Sunday, June 15, 2014

The big 3 are screwing the rest over

Some info and thoughts as I read James Rickards' Death of Money:

The USD, JPY and EURO make up 65% of allocated world reserve currencies (half this number if you include unallocated reserves). With the 3 central banks printing these currencies like crazy, they are screwing up the other nations, transferring wealth from creditors to themselves.

The rest of the world don't like it. The BRICS, SCO, and GCC want to set up alternative monetary systems. They have been accumulating gold furiously.

If the IMF's SDR becomes the new reserve currency, it will be an inflationary currency par excellence. The source of inflation will be so obscure. The smart ones will start to blame inflation on sovereign central banks, but these central banks will simply point their fingers to the IMF. Owned by no nation, untouchable.

The BRICS, SCO and GCC are not too keen on tagging along with the IMF system unless they get more say. This could result in a Bretton-Woods style monetary system, where gold is once again reestablished as an anchor.

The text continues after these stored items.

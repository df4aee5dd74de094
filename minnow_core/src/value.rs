use std::fmt;

use crate::format::{
    GROUP_FLOAT32, GROUP_FLOAT64, GROUP_INT16, GROUP_INT32, GROUP_INT64, GROUP_INT8, GROUP_UINT16,
    GROUP_UINT32, GROUP_UINT64, GROUP_UINT8,
};

/// Numeric element types a block can carry.
#[derive(Debug, Clone, Copy, PartialEq, Eq, Hash)]
pub enum ElementKind {
    I64,
    I32,
    I16,
    I8,
    U64,
    U32,
    U16,
    U8,
    F64,
    F32,
}

impl ElementKind {
    pub const ALL: [ElementKind; 10] = [
        ElementKind::I64,
        ElementKind::I32,
        ElementKind::I16,
        ElementKind::I8,
        ElementKind::U64,
        ElementKind::U32,
        ElementKind::U16,
        ElementKind::U8,
        ElementKind::F64,
        ElementKind::F32,
    ];

    /// Encoded width of one element in bytes.
    pub fn width(self) -> usize {
        match self {
            ElementKind::I64 | ElementKind::U64 | ElementKind::F64 => 8,
            ElementKind::I32 | ElementKind::U32 | ElementKind::F32 => 4,
            ElementKind::I16 | ElementKind::U16 => 2,
            ElementKind::I8 | ElementKind::U8 => 1,
        }
    }

    pub fn name(self) -> &'static str {
        match self {
            ElementKind::I64 => "int64",
            ElementKind::I32 => "int32",
            ElementKind::I16 => "int16",
            ElementKind::I8 => "int8",
            ElementKind::U64 => "uint64",
            ElementKind::U32 => "uint32",
            ElementKind::U16 => "uint16",
            ElementKind::U8 => "uint8",
            ElementKind::F64 => "float64",
            ElementKind::F32 => "float32",
        }
    }

    /// Tag of the fixed-width group storing this element type.
    pub fn group_type(self) -> u64 {
        match self {
            ElementKind::I64 => GROUP_INT64,
            ElementKind::I32 => GROUP_INT32,
            ElementKind::I16 => GROUP_INT16,
            ElementKind::I8 => GROUP_INT8,
            ElementKind::U64 => GROUP_UINT64,
            ElementKind::U32 => GROUP_UINT32,
            ElementKind::U16 => GROUP_UINT16,
            ElementKind::U8 => GROUP_UINT8,
            ElementKind::F64 => GROUP_FLOAT64,
            ElementKind::F32 => GROUP_FLOAT32,
        }
    }

    pub fn from_group_type(tag: u64) -> Option<Self> {
        Self::ALL.into_iter().find(|k| k.group_type() == tag)
    }
}

impl fmt::Display for ElementKind {
    fn fmt(&self, f: &mut fmt::Formatter<'_>) -> fmt::Result {
        f.write_str(self.name())
    }
}

/// A primitive that can be stored little-endian inside a block.
pub trait Element: Copy + PartialOrd + fmt::Debug + fmt::Display + 'static {
    const KIND: ElementKind;

    fn put_le(self, out: &mut Vec<u8>);

    /// Decode from exactly `KIND.width()` bytes.
    fn get_le(bytes: &[u8]) -> Self;

    /// Borrow the elements of `block` if it carries this type.
    fn from_block<'a>(block: &Block<'a>) -> Option<&'a [Self]>;

    /// Wrap a slice of this type as a block.
    fn to_block(values: &[Self]) -> Block<'_>;

    fn into_values(values: Vec<Self>) -> Values;
}

macro_rules! elements {
    ($($ty:ty => $variant:ident),* $(,)?) => {
        /// One data block handed to a group: a borrowed run of typed elements.
        #[derive(Debug, Clone, Copy, PartialEq)]
        pub enum Block<'a> {
            $($variant(&'a [$ty]),)*
        }

        impl Block<'_> {
            pub fn kind(&self) -> ElementKind {
                match self {
                    $(Block::$variant(_) => ElementKind::$variant,)*
                }
            }

            pub fn len(&self) -> usize {
                match self {
                    $(Block::$variant(s) => s.len(),)*
                }
            }

            pub fn is_empty(&self) -> bool {
                self.len() == 0
            }
        }

        /// Owned, decoded elements of one or more blocks.
        #[derive(Debug, Clone, PartialEq)]
        pub enum Values {
            $($variant(Vec<$ty>),)*
        }

        impl Values {
            pub fn kind(&self) -> ElementKind {
                match self {
                    $(Values::$variant(_) => ElementKind::$variant,)*
                }
            }

            pub fn len(&self) -> usize {
                match self {
                    $(Values::$variant(v) => v.len(),)*
                }
            }

            pub fn is_empty(&self) -> bool {
                self.len() == 0
            }

            pub fn as_block(&self) -> Block<'_> {
                match self {
                    $(Values::$variant(v) => Block::$variant(v),)*
                }
            }

            /// Render every element with its `Display` impl.
            pub fn to_strings(&self) -> Vec<String> {
                match self {
                    $(Values::$variant(v) => v.iter().map(|x| x.to_string()).collect(),)*
                }
            }
        }

        $(
            impl Element for $ty {
                const KIND: ElementKind = ElementKind::$variant;

                fn put_le(self, out: &mut Vec<u8>) {
                    out.extend_from_slice(&self.to_le_bytes());
                }

                fn get_le(bytes: &[u8]) -> Self {
                    let mut buf = [0u8; std::mem::size_of::<$ty>()];
                    buf.copy_from_slice(bytes);
                    <$ty>::from_le_bytes(buf)
                }

                fn from_block<'a>(block: &Block<'a>) -> Option<&'a [Self]> {
                    match *block {
                        Block::$variant(s) => Some(s),
                        _ => None,
                    }
                }

                fn to_block(values: &[Self]) -> Block<'_> {
                    Block::$variant(values)
                }

                fn into_values(values: Vec<Self>) -> Values {
                    Values::$variant(values)
                }
            }

            impl<'a> From<&'a [$ty]> for Block<'a> {
                fn from(s: &'a [$ty]) -> Self {
                    Block::$variant(s)
                }
            }

            impl<'a, const N: usize> From<&'a [$ty; N]> for Block<'a> {
                fn from(s: &'a [$ty; N]) -> Self {
                    Block::$variant(s.as_slice())
                }
            }

            impl<'a> From<&'a Vec<$ty>> for Block<'a> {
                fn from(s: &'a Vec<$ty>) -> Self {
                    Block::$variant(s.as_slice())
                }
            }
        )*
    };
}

elements! {
    i64 => I64,
    i32 => I32,
    i16 => I16,
    i8 => I8,
    u64 => U64,
    u32 => U32,
    u16 => U16,
    u8 => U8,
    f64 => F64,
    f32 => F32,
}

/// A fixed-layout record written verbatim as a header block.
///
/// Implemented for strings and numeric sequences; callers implement it for
/// their own structs by appending each field little-endian.
pub trait HeaderRecord {
    fn encode(&self, out: &mut Vec<u8>);
}

impl HeaderRecord for str {
    fn encode(&self, out: &mut Vec<u8>) {
        out.extend_from_slice(self.as_bytes());
    }
}

impl<T: Element> HeaderRecord for [T] {
    fn encode(&self, out: &mut Vec<u8>) {
        for &x in self {
            x.put_le(out);
        }
    }
}

impl<T: Element, const N: usize> HeaderRecord for [T; N] {
    fn encode(&self, out: &mut Vec<u8>) {
        self.as_slice().encode(out);
    }
}

impl<T: Element> HeaderRecord for Vec<T> {
    fn encode(&self, out: &mut Vec<u8>) {
        self.as_slice().encode(out);
    }
}

#[cfg(test)]
mod tests {
    use super::*;

    #[test]
    fn test_group_type_round_trips_through_kind() {
        for kind in ElementKind::ALL {
            assert_eq!(ElementKind::from_group_type(kind.group_type()), Some(kind));
        }
        assert_eq!(ElementKind::from_group_type(crate::format::GROUP_INT), None);
    }

    #[test]
    fn test_block_conversions_keep_type() {
        let block: Block = (&[1i64, 2, 3]).into();
        assert_eq!(block.kind(), ElementKind::I64);
        assert_eq!(block.len(), 3);
        assert_eq!(i64::from_block(&block), Some(&[1i64, 2, 3][..]));
        assert_eq!(f32::from_block(&block), None);

        let floats = vec![0.5f32; 4];
        let block = Block::from(&floats);
        assert_eq!(block.kind(), ElementKind::F32);
        assert_eq!(block.len(), 4);
    }

    #[test]
    fn test_header_record_encoding() {
        let mut out = Vec::new();
        [1u16, 0x0203].encode(&mut out);
        "ab".encode(&mut out);
        assert_eq!(out, vec![1, 0, 3, 2, b'a', b'b']);
    }

    #[test]
    fn test_values_render() {
        let values = Values::I16(vec![-1, 7]);
        assert_eq!(values.to_strings(), vec!["-1", "7"]);
        assert_eq!(values.as_block().kind(), ElementKind::I16);
    }
}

In any case, the end of the USD standard is drawing near. The 20th century witnessed 3 changes in the world monetary system. Each time, gold is revalued upwards massively to account for devalued currencies. The new change in the world monetary system will be the first one for the 21st century. Lots of investors will lose money . Lots of investors will gain money too.

Paul Volcker, Bretton Woods, Gold standard

Former Federal Reserve chairman Paul Volcker has hinted at a new Bretton Woods to prevent "destructive financial crisis."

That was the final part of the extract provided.